Name of Minor: _______________________________
This being a blanket permit will cover any and all outings
and events my teen will participate in within the Sr. Youth
Group during the 2005- 2006 club year. This release will be
in effect starting September 2005 and continuing until August
31, 2006. My signature also serves to indicate my willingness
to take full medical expense responsibilities for stated minor
and to release the Geary Baptist church and the leaders from
this liability.
_______________________________________
Signature (parent / legal guardian)
Street Address: __________________________ Phone: ___________________________
______________________________________
Postal Code: _______________________
Family Physician: ___________________________ Phone: _________________________
Specific medical allergies, chronic illnesses, or other conditions:
_______________________________________________________________________
Other contact in case of emergency:
Name: __________________________________ Phone: _____________________
I, ______________________agree to cooperate with group leaders
and other church leaders concerning facility rules and policies
in place for appropriate conduct and safety of myself and others.

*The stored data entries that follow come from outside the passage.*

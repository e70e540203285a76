use crate::command::{Command, arg_eq, arg_to_i64, arg_to_string, require_admin};
use crate::connection::ClientState;
use crate::cursor::{self, CursorKind};
use crate::error::{NsError, NsResult};
use crate::rdb::stream::FileStream;
use crate::rdb::{self, LoadOptions, LoadStats, RestoreExpiry, RestoreOptions};
use crate::resp::RespValue;
use crate::server::ServerContext;
use crate::store::Database;
use crate::store::database::scan_members;
use crate::store::entry::{Entry, now_millis};
use crate::types::{RedisValue, format_score};
use tracing::{info, warn};

/// Page size when SCAN is given no COUNT.
const DEFAULT_SCAN_COUNT: usize = 20;

/// Parsed arguments of SCAN and the collection scans.
#[derive(Debug, Clone, PartialEq)]
pub struct ScanArgs {
    /// Resume after this key or member; empty to start over.
    pub after: Vec<u8>,
    pub prefix: Vec<u8>,
    pub count: usize,
}

/// Only `*` and `prefix*` patterns are served.
pub fn parse_prefix_pattern(pattern: &[u8]) -> NsResult<Vec<u8>> {
    match pattern.strip_suffix(b"*") {
        Some(prefix) => Ok(prefix.to_vec()),
        None => Err(NsError::PrefixMatchOnly),
    }
}

fn scan_command(kind: CursorKind) -> &'static str {
    match kind {
        CursorKind::Scan => "scan",
        CursorKind::Hash => "hscan",
        CursorKind::Set => "sscan",
        CursorKind::ZSet => "zscan",
    }
}

/// `cursor [MATCH pattern] [COUNT n]`
pub fn parse_scan(args: &[Vec<u8>], kind: CursorKind) -> NsResult<ScanArgs> {
    let Some((cursor, options)) = args.split_first() else {
        return Err(NsError::SyntaxError);
    };
    if options.len() % 2 != 0 {
        return Err(NsError::WrongArgCount(scan_command(kind).to_string()));
    }

    let mut scan = ScanArgs {
        after: Vec::new(),
        prefix: Vec::new(),
        count: DEFAULT_SCAN_COUNT,
    };
    for pair in options.chunks(2) {
        if arg_eq(&pair[0], "match") {
            scan.prefix = parse_prefix_pattern(&pair[1])?;
        } else if arg_eq(&pair[0], "count") {
            scan.count = match arg_to_i64(&pair[1])? {
                n if n > 0 => n as usize,
                _ => return Err(NsError::NotInteger),
            };
        } else {
            return Err(NsError::SyntaxError);
        }
    }
    scan.after = cursor::decode(&arg_to_string(cursor), kind)?;
    Ok(scan)
}

pub async fn keys(ctx: &ServerContext, client: &ClientState, prefix: &[u8]) -> NsResult<RespValue> {
    let store = ctx.store.read().await;
    let keys = Database::new(&client.namespace).keys(&*store, prefix)?;
    Ok(RespValue::bulk_array(keys))
}

pub async fn scan(ctx: &ServerContext, client: &ClientState, args: ScanArgs) -> NsResult<RespValue> {
    let store = ctx.store.read().await;
    let page = Database::new(&client.namespace).scan(&*store, &args.after, args.count, &args.prefix)?;
    Ok(RespValue::array(vec![
        RespValue::bulk_string(cursor::encode_next(CursorKind::Scan, page.next.as_deref())),
        RespValue::bulk_array(page.keys),
    ]))
}

/// HSCAN, SSCAN and ZSCAN: page through the members of one value.
pub async fn member_scan(
    ctx: &ServerContext,
    client: &ClientState,
    kind: CursorKind,
    key: &[u8],
    args: ScanArgs,
) -> NsResult<RespValue> {
    let store = ctx.store.read().await;
    let Some(entry) = Database::new(&client.namespace).get(&*store, key)? else {
        return Ok(RespValue::array(vec![
            RespValue::bulk_string(cursor::START),
            RespValue::array(Vec::new()),
        ]));
    };

    let (items, next) = match (kind, &entry.value) {
        (CursorKind::Hash, RedisValue::Hash(hash)) => {
            let members = hash.iter().map(|(f, v)| (f.as_slice(), v.clone()));
            flatten(scan_members(members, &args.after, args.count, &args.prefix))
        }
        (CursorKind::Set, RedisValue::Set(set)) => {
            let members = set.iter().map(|m| (m.as_slice(), ()));
            let (page, next) = scan_members(members, &args.after, args.count, &args.prefix);
            (page.into_iter().map(|(m, _)| m.to_vec()).collect(), next)
        }
        (CursorKind::ZSet, RedisValue::SortedSet(zset)) => {
            let members = zset.iter().map(|(m, s)| (m.as_slice(), format_score(*s).into_bytes()));
            flatten(scan_members(members, &args.after, args.count, &args.prefix))
        }
        _ => return Err(NsError::WrongType),
    };

    Ok(RespValue::array(vec![
        RespValue::bulk_string(cursor::encode_next(kind, next.as_deref())),
        RespValue::bulk_array(items),
    ]))
}

fn flatten(
    (page, next): (Vec<(&[u8], Vec<u8>)>, Option<Vec<u8>>),
) -> (Vec<Vec<u8>>, Option<Vec<u8>>) {
    let items = page
        .into_iter()
        .flat_map(|(member, extra)| [member.to_vec(), extra])
        .collect();
    (items, next)
}

/// RANDOMKEY resumes sampling after the key this session got last time.
pub async fn random_key(ctx: &ServerContext, client: &mut ClientState) -> NsResult<RespValue> {
    let store = ctx.store.read().await;
    let picked = Database::new(&client.namespace).random_key(&*store, &client.last_random_key)?;
    drop(store);
    match picked {
        Some(key) => {
            client.last_random_key = key.clone();
            Ok(RespValue::bulk_string(key))
        }
        None => {
            client.last_random_key.clear();
            Ok(RespValue::bulk_string(Vec::new()))
        }
    }
}

/// `RESTORE key ttl payload [REPLACE] [ABSTTL] [IDLETIME s] [FREQ f]`
pub fn parse_restore(args: &[Vec<u8>]) -> NsResult<Command> {
    let ttl = u64::try_from(arg_to_i64(&args[1])?).map_err(|_| NsError::NotInteger)?;
    let mut opts = RestoreOptions {
        ttl,
        ..Default::default()
    };

    let mut options = args[3..].iter();
    while let Some(opt) = options.next() {
        if arg_eq(opt, "replace") {
            opts.replace = true;
        } else if arg_eq(opt, "absttl") {
            opts.absttl = true;
        } else if arg_eq(opt, "idletime") {
            let value = options.next().ok_or(NsError::SyntaxError)?;
            let idle = arg_to_i64(value)?;
            if idle < 0 {
                return Err(NsError::generic("IDLETIME can't be negative"));
            }
            opts.idletime = Some(idle as u64);
        } else if arg_eq(opt, "freq") {
            let value = options.next().ok_or(NsError::SyntaxError)?;
            let freq = u8::try_from(arg_to_i64(value)?)
                .map_err(|_| NsError::generic("FREQ must be >= 0 and <= 255"))?;
            opts.freq = Some(freq);
        } else {
            return Err(NsError::SyntaxError);
        }
    }

    Ok(Command::Restore {
        key: args[0].clone(),
        payload: args[2].clone(),
        opts,
    })
}

/// The existence check and the write take the store lock separately, so a
/// concurrent writer may slip in between them.
pub async fn restore(
    ctx: &ServerContext,
    client: &ClientState,
    key: &[u8],
    payload: &[u8],
    opts: &RestoreOptions,
) -> NsResult<RespValue> {
    let db = Database::new(&client.namespace);
    if opts.replace {
        db.delete(&mut *ctx.store.write().await, key)?;
    } else if db.get(&*ctx.store.read().await, key)?.is_some() {
        return Err(NsError::KeyExists);
    }

    let entry = match opts.expiry(now_millis()) {
        RestoreExpiry::AlreadyExpired => return Ok(RespValue::ok()),
        RestoreExpiry::Never => Entry::new(rdb::decode_payload(payload)?),
        RestoreExpiry::At(at) => Entry::with_expiry(rdb::decode_payload(payload)?, at),
    };
    db.put(&mut *ctx.store.write().await, key, entry)?;
    Ok(RespValue::ok())
}

pub async fn dump(ctx: &ServerContext, client: &ClientState, key: &[u8]) -> NsResult<RespValue> {
    let store = ctx.store.read().await;
    Ok(match Database::new(&client.namespace).get(&*store, key)? {
        Some(entry) => RespValue::bulk_string(rdb::dump_value(&entry.value)),
        None => RespValue::null_bulk_string(),
    })
}

/// `RDB LOAD path [NX] [DB index]`
pub fn parse_rdb(args: &[Vec<u8>]) -> NsResult<Command> {
    if !arg_eq(&args[0], "load") {
        return Err(NsError::generic("unknown subcommand"));
    }
    let path = arg_to_string(&args[1]);
    let mut opts = LoadOptions::default();

    let mut options = args[2..].iter();
    while let Some(opt) = options.next() {
        if arg_eq(opt, "nx") {
            opts.overwrite = false;
        } else if arg_eq(opt, "db") {
            let value = options.next().ok_or(NsError::SyntaxError)?;
            opts.db_index = u64::try_from(arg_to_i64(value)?).map_err(|_| NsError::NotInteger)?;
        } else {
            return Err(NsError::SyntaxError);
        }
    }
    Ok(Command::RdbLoad { path, opts })
}

/// Load an RDB file into the session's namespace. The file is read on the
/// blocking pool, which holds the store write lock for the whole load.
pub async fn rdb_load(
    ctx: &ServerContext,
    client: &ClientState,
    path: &str,
    opts: &LoadOptions,
) -> NsResult<RespValue> {
    require_admin(client)?;
    info!("Loading RDB file {path} into namespace {}", client.namespace);

    let store = ctx.store.clone();
    let namespace = client.namespace.clone();
    let file = path.to_string();
    let opts = opts.clone();
    let result = tokio::task::spawn_blocking(move || -> NsResult<LoadStats> {
        let mut stream = FileStream::open(&file)?;
        let mut store = store.blocking_write();
        Ok(rdb::load_rdb(&mut stream, &mut *store, Database::new(&namespace), &opts)?)
    })
    .await
    .map_err(|e| NsError::generic(format!("RDB load task failed: {e}")))?;

    match result {
        Ok(stats) => {
            warn!(
                "RDB file {path} loaded by {}: {} keys loaded, {} skipped",
                client.addr, stats.loaded, stats.skipped
            );
            Ok(RespValue::ok())
        }
        Err(e) => {
            warn!("Failed to load RDB file {path}: {e}");
            Err(e)
        }
    }
}

/// DISK USAGE / MEMORY USAGE.
pub async fn disk_usage(ctx: &ServerContext, client: &ClientState, key: &[u8]) -> NsResult<RespValue> {
    let store = ctx.store.read().await;
    Ok(match Database::new(&client.namespace).get(&*store, key)? {
        Some(entry) => RespValue::integer(entry.value.estimated_size() as i64),
        None => RespValue::null_bulk_string(),
    })
}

I understand that this applies to my conduct on the premises,
as well as when we are participating in a group function away
from the church building. I also agree that when I attend club
or other group functions, that I will stay with the group for
the duration of the event: returning by the same means I went,
unless previously arranged between leaders and parents. I also
understand that I participate in all activities at my own risk.
_________________________________________________
Signature of Teen ________________________Date
This Medical Release will be carried
by leaders on each outing and / or event.